Japan's Kurosawa tries to find hope in horror
VENICE, Italy (AP) — Japanese director Kiyoshi Kurosawa's interest in the impact of death on those left behind has drawn to the horror genre, but he says he tries to leave viewers with a sense of hope.
Kurosawa showed his latest project, "Penance," out of competition at the Venice Film Festival this week.
The five-part serial drama opens with the murder of a young girl, and unfolds 15 years later, after the friends who witnessed her death have grown up. Grief-stricken, the girl's mother has placed a curse that will haunt them unless they seek revenge.
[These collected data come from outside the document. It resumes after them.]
// SPDX-License-Identifier: MPL-2.0

//! Hand a single value from an OS callback thread to a waiting thread.

use std::sync::{
    Arc,
    atomic::{AtomicBool, Ordering},
    mpsc::{Receiver, SyncSender, sync_channel},
};

use super::CaptureError;

/// Create a connected publisher/waiter pair.
pub fn one_shot<T: Send>() -> (Publisher<T>, Waiter<T>) {
    let (sender, receiver) = sync_channel(1);
    let publisher = Publisher {
        sender,
        published: Arc::new(AtomicBool::new(false)),
    };
    (publisher, Waiter { receiver })
}

pub struct Publisher<T> {
    sender: SyncSender<T>,
    published: Arc<AtomicBool>,
}

impl<T> Publisher<T> {
    /// Whether a value has already been handed over.
    pub fn is_published(&self) -> bool {
        self.published.load(Ordering::Acquire)
    }

    /// Publish `value` unless something was published before.
    /// Returns whether this call delivered it.
    pub fn publish(&self, value: T) -> bool {
        if self.published.swap(true, Ordering::AcqRel) {
            return false;
        }
        self.sender.try_send(value).is_ok()
    }
}

pub struct Waiter<T> {
    receiver: Receiver<T>,
}

impl<T> Waiter<T> {
    /// Block until the value arrives. Fails once every publisher is gone
    /// without having published.
    pub fn wait(self) -> Result<T, CaptureError> {
        self.receiver.recv().map_err(|_| CaptureError::NoFrame)
    }
}
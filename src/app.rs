// SPDX-License-Identifier: MPL-2.0

//! Event loop wiring.
//!
//! Everything that drives the cycle arrives on the calloop thread: the
//! decode result, frame ticks, clicks forwarded by the window, the wipe
//! animation timer and the rerun timer.

use std::{
    io::Read,
    sync::{Arc, Mutex},
    time::{Duration, Instant},
};

use calloop::{
    EventLoop, LoopHandle, RegistrationToken, channel,
    timer::{TimeoutAction, Timer},
};
use tracing::{debug, error};

use crate::{
    animated::FramePlayer,
    capture::{CaptureBackend, CaptureProvider},
    dispatch::LoopQueue,
    error::{Error, Result},
    gpu::GraphicsDevice,
    orchestrator::{CycleSettings, Orchestrator, WipeStep},
    window::PrankWindow,
};

/// Time between two wipe animation steps.
const WIPE_STEP: Duration = Duration::from_millis(16);

pub enum AppEvent {
    /// The animation finished loading, or failed to.
    Loaded(Result<()>),
    /// The primary mouse button was released inside the window.
    PrimaryButtonUp,
    /// The player presented a new frame.
    FrameUpdated,
    Quit,
}

pub struct App<G: GraphicsDevice> {
    orchestrator: Orchestrator<G>,
    handle: LoopHandle<'static, App<G>>,
    wipe_timer: Option<RegistrationToken>,
    rerun_timer: Option<RegistrationToken>,
    exit: Option<Result<()>>,
}

impl<G: GraphicsDevice> App<G> {
    fn handle_event(&mut self, event: AppEvent) {
        match event {
            AppEvent::Loaded(Ok(())) => {
                match self.orchestrator.capture_and_reveal(Instant::now()) {
                    Ok(()) => self.start_wipe(),
                    Err(err) => self.fail(err),
                }
            }
            AppEvent::Loaded(Err(err)) => self.fail(err),
            AppEvent::PrimaryButtonUp => {
                if self.orchestrator.on_primary_button_up(Instant::now()) {
                    self.start_wipe();
                }
            }
            AppEvent::FrameUpdated => {
                if let Err(err) = self.orchestrator.present() {
                    self.fail(err);
                }
            }
            AppEvent::Quit => {
                debug!("quit requested");
                self.exit.get_or_insert(Ok(()));
            }
        }
    }

    fn start_wipe(&mut self) {
        if self.wipe_timer.is_some() {
            return;
        }
        let inserted = self
            .handle
            .insert_source(Timer::immediate(), |_, _, app: &mut App<G>| {
                app.on_wipe_timer()
            });
        match inserted {
            Ok(token) => self.wipe_timer = Some(token),
            Err(err) => self.fail(err.into()),
        }
    }

    fn on_wipe_timer(&mut self) -> TimeoutAction {
        match self.orchestrator.step_wipe(Instant::now()) {
            Ok(WipeStep::Running) => TimeoutAction::ToDuration(WIPE_STEP),
            Ok(WipeStep::Concealed { rerun_in }) => {
                self.wipe_timer = None;
                self.schedule_rerun(rerun_in);
                TimeoutAction::Drop
            }
            Ok(WipeStep::Revealed | WipeStep::Idle) => {
                self.wipe_timer = None;
                TimeoutAction::Drop
            }
            Err(err) => {
                self.wipe_timer = None;
                self.fail(err);
                TimeoutAction::Drop
            }
        }
    }

    fn schedule_rerun(&mut self, delay: Duration) {
        if let Some(token) = self.rerun_timer.take() {
            self.handle.remove(token);
        }
        let inserted = self.handle.insert_source(
            Timer::from_duration(delay),
            |_, _, app: &mut App<G>| {
                app.rerun_timer = None;
                match app.orchestrator.on_rerun_due(Instant::now()) {
                    Ok(()) => app.start_wipe(),
                    Err(err) => app.fail(err),
                }
                TimeoutAction::Drop
            },
        );
        match inserted {
            Ok(token) => self.rerun_timer = Some(token),
            Err(err) => self.fail(err.into()),
        }
    }

    fn fail(&mut self, err: Error) {
        error!("{err}");
        self.exit.get_or_insert(Err(err));
    }
}

/// Everything the cycle needs from the platform.
pub struct SessionParts<G: GraphicsDevice> {
    pub device: Arc<G>,
    pub capture: Box<dyn CaptureProvider<G>>,
    pub backend: CaptureBackend,
    pub window: Box<dyn PrankWindow<G>>,
    pub settings: CycleSettings,
}

/// The application's event loop together with its state.
pub struct Session<G: GraphicsDevice> {
    event_loop: EventLoop<'static, App<G>>,
    app: App<G>,
    events: channel::Sender<AppEvent>,
}

impl<G: GraphicsDevice> Session<G> {
    /// Build the loop on the calling thread, which becomes the UI thread.
    ///
    /// `events` is the channel the window forwards its input on; `sender`
    /// must belong to it.
    pub fn new(
        parts: SessionParts<G>,
        sender: channel::Sender<AppEvent>,
        events: channel::Channel<AppEvent>,
    ) -> Result<Self> {
        let event_loop = EventLoop::try_new()?;
        let handle = event_loop.handle();

        let queue = LoopQueue::insert(&handle)?;
        let player = FramePlayer::new(Arc::clone(&parts.device), queue);
        let frames = Mutex::new(sender.clone());
        player.set_frame_listener(move |_| {
            if let Ok(frames) = frames.lock() {
                let _ = frames.send(AppEvent::FrameUpdated);
            }
        });

        handle.insert_source(events, |event, _, app: &mut App<G>| {
            if let channel::Event::Msg(event) = event {
                app.handle_event(event);
            }
        })?;

        let orchestrator = Orchestrator::new(
            parts.device,
            player,
            parts.capture,
            parts.backend,
            parts.window,
            parts.settings,
        );

        Ok(Self {
            event_loop,
            app: App {
                orchestrator,
                handle,
                wipe_timer: None,
                rerun_timer: None,
                exit: None,
            },
            events: sender,
        })
    }

    /// Start decoding `reader`; the cycle begins once it is loaded.
    pub fn load<R: Read + Send + 'static>(&mut self, reader: R) -> Result<()> {
        self.app.orchestrator.begin_loading();
        let events = self.events.clone();
        self.app
            .orchestrator
            .player()
            .load_async(reader, move |result| {
                let _ = events.send(AppEvent::Loaded(result));
            })
    }

    /// Run one loop iteration. Returns `false` once the application should exit.
    ///
    /// # Errors
    ///
    /// Fails with the error that ended the cycle.
    pub fn dispatch(&mut self, timeout: Option<Duration>) -> Result<bool> {
        self.event_loop.dispatch(timeout, &mut self.app)?;
        match self.app.exit.take() {
            None => Ok(true),
            Some(Ok(())) => Ok(false),
            Some(Err(err)) => Err(err),
        }
    }

    #[cfg(test)]
    pub(crate) fn orchestrator(&self) -> &Orchestrator<G> {
        &self.app.orchestrator
    }

    #[cfg(test)]
    pub(crate) fn with_seed(mut self, seed: u64) -> Self {
        self.app.orchestrator = self.app.orchestrator.with_seed(seed);
        self
    }
}
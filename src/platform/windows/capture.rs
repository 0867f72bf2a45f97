// SPDX-License-Identifier: MPL-2.0

use std::sync::Arc;

use windows::{Foundation::Metadata::ApiInformation, core::h};

use crate::{
    capture::{
        CaptureBackend, CaptureError, CaptureProvider, CaptureSource, PlatformCapabilities,
        duplication::DuplicationSource, graphics_capture::GraphicsCaptureSource,
    },
    gpu::d3d11::D3D11Device,
};

/// Whether this system lets a graphics capture session run without the
/// yellow border.
pub struct WindowsCapabilities;

impl PlatformCapabilities for WindowsCapabilities {
    fn borderless_capture_supported(&self) -> bool {
        ApiInformation::IsPropertyPresent(
            h!("Windows.Graphics.Capture.GraphicsCaptureSession"),
            h!("IsBorderRequired"),
        )
        .unwrap_or_else(|why| {
            tracing::warn!(?why, "failed to query graphics capture capabilities");
            false
        })
    }
}

pub struct WindowsCaptureProvider {
    pub device: Arc<D3D11Device>,
    pub hide_border: bool,
}

impl CaptureProvider<D3D11Device> for WindowsCaptureProvider {
    fn create_source(
        &self,
        backend: CaptureBackend,
    ) -> Result<Box<dyn CaptureSource<D3D11Device>>, CaptureError> {
        Ok(match backend {
            CaptureBackend::GraphicsCapture => Box::new(GraphicsCaptureSource::new(
                Arc::clone(&self.device),
                self.hide_border,
            )?),
            CaptureBackend::DesktopDuplication => {
                Box::new(DuplicationSource::new(Arc::clone(&self.device))?)
            }
        })
    }
}
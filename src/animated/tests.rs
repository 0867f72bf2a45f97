// SPDX-License-Identifier: MPL-2.0

//! Unit tests for animation decoding and playback.

#[cfg(test)]
mod tests {
    use std::{
        borrow::Cow,
        io::Cursor,
        path::Path,
        sync::{
            Arc,
            atomic::{AtomicBool, Ordering},
            mpsc,
        },
        thread,
        time::Duration,
    };

    use super::super::{
        AnimatedImage, DecodeError, DecodedFrame, FramePlayer, decode,
        detection::{has_gif_signature, is_gif_file},
    };
    use crate::{
        dispatch::manual::ManualQueue,
        error::Error,
        geometry::{Point, Size},
        gpu::{DrawContext, GraphicsDevice, software::SoftwareDevice},
    };

    const RED: [u8; 4] = [0, 0, 255, 255];
    const GREEN: [u8; 4] = [0, 255, 0, 255];
    const BLUE: [u8; 4] = [255, 0, 0, 255];
    const BLACK: [u8; 4] = [0, 0, 0, 255];

    /// A frame of a generated GIF: rectangle, RGB color, delay in 1/100 s.
    struct FrameDef {
        left: u16,
        top: u16,
        width: u16,
        height: u16,
        rgb: [u8; 3],
        delay: u16,
        transparent: bool,
    }

    fn frame_def(left: u16, top: u16, width: u16, height: u16, rgb: [u8; 3], delay: u16) -> FrameDef {
        FrameDef {
            left,
            top,
            width,
            height,
            rgb,
            delay,
            transparent: false,
        }
    }

    fn gif_bytes(width: u16, height: u16, frames: &[FrameDef]) -> Vec<u8> {
        let mut out = Vec::new();
        {
            let mut encoder = gif::Encoder::new(&mut out, width, height, &[]).unwrap();
            for frame in frames {
                let mut palette = frame.rgb.to_vec();
                palette.extend_from_slice(&[0, 0, 0]);
                let index = u8::from(frame.transparent);
                let pixels = vec![index; usize::from(frame.width) * usize::from(frame.height)];
                let frame = gif::Frame {
                    left: frame.left,
                    top: frame.top,
                    width: frame.width,
                    height: frame.height,
                    delay: frame.delay,
                    palette: Some(palette),
                    transparent: Some(1),
                    buffer: Cow::Owned(pixels),
                    ..gif::Frame::default()
                };
                encoder.write_frame(&frame).unwrap();
            }
        }
        out
    }

    fn solid_frame(size: Size, color: [u8; 4], delay_ms: u64) -> DecodedFrame {
        DecodedFrame {
            pixels: color.repeat((size.width * size.height) as usize),
            origin: Point::default(),
            size,
            delay: Duration::from_millis(delay_ms),
        }
    }

    fn pixels_of(device: &SoftwareDevice, player: &FramePlayer<SoftwareDevice>) -> Vec<[u8; 4]> {
        let surface = player.surface().unwrap();
        device
            .context()
            .with(|ctx| ctx.read_pixels(&surface))
            .unwrap()
            .chunks_exact(4)
            .map(|px| [px[0], px[1], px[2], px[3]])
            .collect()
    }

    fn player_with(
        image: AnimatedImage,
    ) -> (Arc<SoftwareDevice>, Arc<ManualQueue>, FramePlayer<SoftwareDevice>) {
        let device = Arc::new(SoftwareDevice::new());
        let queue = ManualQueue::new();
        let player = FramePlayer::new(Arc::clone(&device), queue.clone());
        player.load(image).unwrap();
        (device, queue, player)
    }

    #[test]
    fn test_is_gif_file() {
        assert!(is_gif_file(Path::new("test.gif")));
        assert!(is_gif_file(Path::new("test.GIF")));
        assert!(is_gif_file(Path::new("/path/to/animation.gif")));
        assert!(!is_gif_file(Path::new("test.mp4")));
        assert!(!is_gif_file(Path::new("test.png")));
        assert!(!is_gif_file(Path::new("gif")));
    }

    #[test]
    fn test_gif_signature() {
        assert!(has_gif_signature(b"GIF89a\x01\x00"));
        assert!(has_gif_signature(b"GIF87a"));
        assert!(!has_gif_signature(b"GIF8"));
        assert!(!has_gif_signature(b"\x89PNG\r\n\x1a\n"));
    }

    #[test]
    fn decode_keeps_rects_and_delays() {
        let bytes = gif_bytes(
            4,
            3,
            &[
                frame_def(0, 0, 4, 3, [255, 0, 0], 10),
                frame_def(1, 2, 2, 1, [0, 255, 0], 0),
            ],
        );
        let image = decode(Cursor::new(bytes)).unwrap();

        assert_eq!(image.size(), Size::new(4, 3));
        assert_eq!(image.frame_count(), 2);

        let first = &image.frames()[0];
        assert_eq!(first.delay, Duration::from_millis(100));
        assert_eq!(first.size, Size::new(4, 3));
        assert_eq!(&first.pixels[..4], &RED);

        let second = &image.frames()[1];
        assert_eq!(second.origin, Point::new(1, 2));
        assert_eq!(second.size, Size::new(2, 1));
        assert_eq!(second.delay, Duration::ZERO);
        assert_eq!(second.interval(), Duration::from_millis(100));
        assert_eq!(second.pixels, [GREEN, GREEN].concat());
    }

    #[test]
    fn decode_premultiplies_transparency() {
        let mut frame = frame_def(0, 0, 2, 2, [200, 100, 50], 5);
        frame.transparent = true;
        let image = decode(Cursor::new(gif_bytes(2, 2, &[frame]))).unwrap();
        assert!(image.frames()[0].pixels.iter().all(|&b| b == 0));
    }

    #[test]
    fn decode_rejects_empty_animation() {
        let bytes = gif_bytes(4, 4, &[]);
        // Depending on where the trailer is noticed the stream is either
        // reported as frameless or as lacking image data.
        assert!(matches!(
            decode(Cursor::new(bytes)),
            Err(DecodeError::NoFrames | DecodeError::Gif(_))
        ));
    }

    #[test]
    fn decode_rejects_other_formats() {
        assert!(matches!(
            decode(Cursor::new(b"\x89PNG\r\n\x1a\n....".to_vec())),
            Err(DecodeError::NotGif)
        ));
        assert!(matches!(
            decode(Cursor::new(b"GIF".to_vec())),
            Err(DecodeError::NotGif)
        ));
    }

    #[test]
    fn decode_rejects_truncated_stream() {
        let mut bytes = gif_bytes(8, 8, &[frame_def(0, 0, 8, 8, [1, 2, 3], 1)]);
        bytes.truncate(20);
        assert!(decode(Cursor::new(bytes)).is_err());
    }

    #[test]
    fn image_requires_frames() {
        assert!(matches!(
            AnimatedImage::new(Size::new(1, 1), Vec::new()),
            Err(DecodeError::NoFrames)
        ));
        let mut frame = solid_frame(Size::new(2, 2), RED, 0);
        frame.pixels.pop();
        assert!(matches!(
            AnimatedImage::new(Size::new(2, 2), vec![frame]),
            Err(DecodeError::FrameLength { index: 0, .. })
        ));
    }

    #[test]
    fn intervals_follow_frame_delays() {
        let size = Size::new(2, 2);
        let image = AnimatedImage::new(
            size,
            vec![
                solid_frame(size, RED, 0),
                solid_frame(size, GREEN, 200),
                solid_frame(size, BLUE, 0),
            ],
        )
        .unwrap();
        let (_device, queue, player) = player_with(image);

        let timer = queue.latest_timer().unwrap();
        assert!(!timer.is_running(), "load must not start playback");
        // A zero delay on the first frame is floored before playback starts.
        assert_eq!(timer.interval(), Duration::from_millis(100));

        player.play().unwrap();
        let mut seen = vec![player.cursor().unwrap().index];
        for _ in 0..3 {
            assert!(queue.fire());
            seen.push(player.cursor().unwrap().index);
        }

        assert_eq!(seen, [0, 1, 2, 0]);
        assert_eq!(
            timer.starts(),
            [100, 200, 100, 100].map(Duration::from_millis)
        );
        assert!(timer.is_running());
    }

    #[test]
    fn render_target_is_cleared_only_on_wrap() {
        let bytes = gif_bytes(
            3,
            1,
            &[
                frame_def(0, 0, 1, 1, [255, 0, 0], 1),
                frame_def(1, 0, 1, 1, [0, 255, 0], 1),
                frame_def(2, 0, 1, 1, [0, 0, 255], 1),
            ],
        );
        let (device, _queue, player) = player_with(decode(Cursor::new(bytes)).unwrap());

        assert_eq!(pixels_of(&device, &player), [RED, BLACK, BLACK]);
        player.tick().unwrap();
        assert_eq!(pixels_of(&device, &player), [RED, GREEN, BLACK]);
        player.tick().unwrap();
        assert_eq!(pixels_of(&device, &player), [RED, GREEN, BLUE]);
        player.tick().unwrap();
        assert_eq!(pixels_of(&device, &player), [RED, BLACK, BLACK]);
    }

    #[test]
    fn frames_outside_canvas_are_clipped() {
        let size = Size::new(2, 2);
        let mut frame = solid_frame(Size::new(2, 2), GREEN, 10);
        frame.origin = Point::new(1, 1);
        let image = AnimatedImage::new(size, vec![frame]).unwrap();
        let (device, _queue, player) = player_with(image);
        assert_eq!(pixels_of(&device, &player), [BLACK, BLACK, BLACK, GREEN]);
    }

    #[test]
    fn single_frame_animation_keeps_ticking() {
        let size = Size::new(1, 1);
        let image = AnimatedImage::new(size, vec![solid_frame(size, BLUE, 0)]).unwrap();
        let (_device, queue, player) = player_with(image);
        player.play().unwrap();
        for _ in 0..3 {
            assert!(queue.fire());
            assert_eq!(player.cursor().unwrap().index, 0);
        }
        assert!(player.is_playing());
    }

    #[test]
    fn stop_and_resume() {
        let size = Size::new(1, 1);
        let image = AnimatedImage::new(
            size,
            vec![solid_frame(size, RED, 30), solid_frame(size, GREEN, 40)],
        )
        .unwrap();
        let (_device, queue, player) = player_with(image);

        player.play().unwrap();
        player.stop();
        assert!(!player.is_playing());
        assert!(!queue.fire());

        player.play().unwrap();
        assert!(queue.fire());
        assert_eq!(player.cursor().unwrap().index, 1);
    }

    #[test]
    fn play_requires_animation() {
        let player = FramePlayer::new(Arc::new(SoftwareDevice::new()), ManualQueue::new());
        assert!(matches!(player.play(), Err(Error::NotLoaded)));
        assert!(player.size().is_none());
        assert!(player.tick().unwrap().is_none());
    }

    #[test]
    fn load_off_ui_thread_is_rejected() {
        let size = Size::new(1, 1);
        let image = AnimatedImage::new(size, vec![solid_frame(size, RED, 0)]).unwrap();
        let player = FramePlayer::new(Arc::new(SoftwareDevice::new()), ManualQueue::new());

        let remote = player.clone();
        let result = thread::spawn(move || {
            let load = remote.load(image);
            let load_async = remote.load_async(Cursor::new(Vec::new()), |_| {});
            (load, load_async)
        })
        .join()
        .unwrap();

        assert!(matches!(result.0, Err(Error::WrongThread(_))));
        assert!(matches!(result.1, Err(Error::WrongThread(_))));
        assert!(player.size().is_none());
    }

    #[test]
    fn load_async_delivers_on_ui_thread() {
        let bytes = gif_bytes(5, 4, &[frame_def(0, 0, 5, 4, [9, 9, 9], 3)]);
        let queue = ManualQueue::new();
        let player_on_queue = FramePlayer::new(Arc::new(SoftwareDevice::new()), queue.clone());

        let (tx, rx) = mpsc::channel();
        let ui_thread = thread::current().id();
        player_on_queue
            .load_async(Cursor::new(bytes), move |result| {
                tx.send((result.is_ok(), thread::current().id())).unwrap();
            })
            .unwrap();

        assert!(queue.wait_for_task(Duration::from_secs(10)));
        let (ok, thread_id) = rx.recv_timeout(Duration::from_secs(1)).unwrap();
        assert!(ok);
        assert_eq!(thread_id, ui_thread);
        assert_eq!(player_on_queue.size(), Some(Size::new(5, 4)));
    }

    #[test]
    fn load_async_reports_decode_failure() {
        let queue = ManualQueue::new();
        let player = FramePlayer::new(Arc::new(SoftwareDevice::new()), queue.clone());
        let (tx, rx) = mpsc::channel();
        player
            .load_async(Cursor::new(b"not a gif".to_vec()), move |result| {
                tx.send(result).unwrap();
            })
            .unwrap();

        assert!(queue.wait_for_task(Duration::from_secs(10)));
        let result = rx.recv_timeout(Duration::from_secs(1)).unwrap();
        assert!(matches!(result, Err(Error::Decode(DecodeError::NotGif))));
        assert!(player.size().is_none());
    }

    #[test]
    fn stale_timer_ticks_are_ignored() {
        let size = Size::new(1, 1);
        let first = AnimatedImage::new(
            size,
            vec![solid_frame(size, RED, 10), solid_frame(size, GREEN, 10)],
        )
        .unwrap();
        let second = AnimatedImage::new(
            size,
            vec![solid_frame(size, BLUE, 10), solid_frame(size, BLACK, 10)],
        )
        .unwrap();
        let (device, queue, player) = player_with(first);
        player.play().unwrap();
        player.load(second).unwrap();

        assert!(!queue.timers()[0].is_running());
        queue.force_fire(0);
        assert_eq!(player.cursor().unwrap().index, 0);
        assert_eq!(pixels_of(&device, &player), [BLUE]);
        assert!(!queue.latest_timer().unwrap().is_running());
    }

    #[test]
    fn reload_swaps_state_atomically() {
        let size = Size::new(4, 4);
        let palette_a = [[10, 0, 0, 255], [20, 0, 0, 255], [30, 0, 0, 255]];
        let palette_b = [
            [0, 10, 0, 255],
            [0, 20, 0, 255],
            [0, 30, 0, 255],
            [0, 40, 0, 255],
            [0, 50, 0, 255],
        ];
        let build = |palette: &[[u8; 4]]| {
            AnimatedImage::new(
                size,
                palette.iter().map(|c| solid_frame(size, *c, 10)).collect(),
            )
            .unwrap()
        };
        let a = build(&palette_a);
        let b = build(&palette_b);

        let device = Arc::new(SoftwareDevice::new().with_upload_delay(Duration::from_millis(2)));
        let queue = ManualQueue::new();
        let player = FramePlayer::new(device, queue);
        player.load(a.clone()).unwrap();

        let done = Arc::new(AtomicBool::new(false));
        let ticker = {
            let player = player.clone();
            let done = Arc::clone(&done);
            thread::spawn(move || {
                let mut observed = 0;
                while !done.load(Ordering::SeqCst) || observed == 0 {
                    player.tick().unwrap();
                    let (frames, pixels) = player.snapshot().unwrap();
                    let color = [pixels[0], pixels[1], pixels[2], pixels[3]];
                    assert!(pixels.chunks_exact(4).all(|px| px == color));
                    match frames {
                        3 => assert!(palette_a.contains(&color), "{color:?} not from A"),
                        5 => assert!(palette_b.contains(&color), "{color:?} not from B"),
                        other => panic!("unexpected frame count {other}"),
                    }
                    observed += 1;
                }
                observed
            })
        };

        for round in 0..8 {
            let image = if round % 2 == 0 { b.clone() } else { a.clone() };
            player.load(image).unwrap();
        }
        done.store(true, Ordering::SeqCst);

        assert!(ticker.join().unwrap() > 0);
        assert_eq!(player.cursor().unwrap().frame_count, 3);
    }
}
// SPDX-License-Identifier: MPL-2.0

use crate::{
    compose::Scene,
    error::Result,
    geometry::{Point, Size},
    gpu::GraphicsDevice,
};

/// The borderless, topmost window the animation plays in.
///
/// Implementations forward a primary button release inside the window to
/// the application as [`AppEvent::PrimaryButtonUp`](crate::app::AppEvent).
pub trait PrankWindow<G: GraphicsDevice> {
    /// Move to `position`, resize to `size` and show without taking focus.
    fn show(&mut self, position: Point, size: Size) -> Result<()>;

    fn hide(&mut self) -> Result<()>;

    /// Render `scene` and put it on screen.
    fn present(&mut self, device: &G, scene: &Scene<'_, G::Texture>) -> Result<()>;
}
"I am quite interested in a death, and I wonder what is going to happen after people die, and how it will affect the living people," Kurosawa, 57, said in an interview Saturday. "I think there are so many hints hidden in horror films."
Kurosawa said that since childhood, he has always enjoyed the emotions conveyed in a horror movie and that when he makes a film he wants to leave the audience with a sense of hope.
"In a film I think frightening people can be entertaining. That is why I do this kind of movie," he said.
"Penance" is based on a novel which he adapted to a screenplay. The serial nature of the drama created some fresh challenges for the director. Kurasawa said it is his first film to cover a span of time, and also his first in which the protagonist of the film's terror is a woman.
"At the beginning of filming, I was worried if I can still bring some hope to the audience at the end," he said.
Kurosawa, who is not related to famed late Japanese filmmaker Akira Kurosawa, has shown films on the Lido twice before, in 1999 with "Barren Illusion" and in 2006 with "Retribution."
His film "Tokyo Sonata" won best picture in the 2009 Asian Film Awards.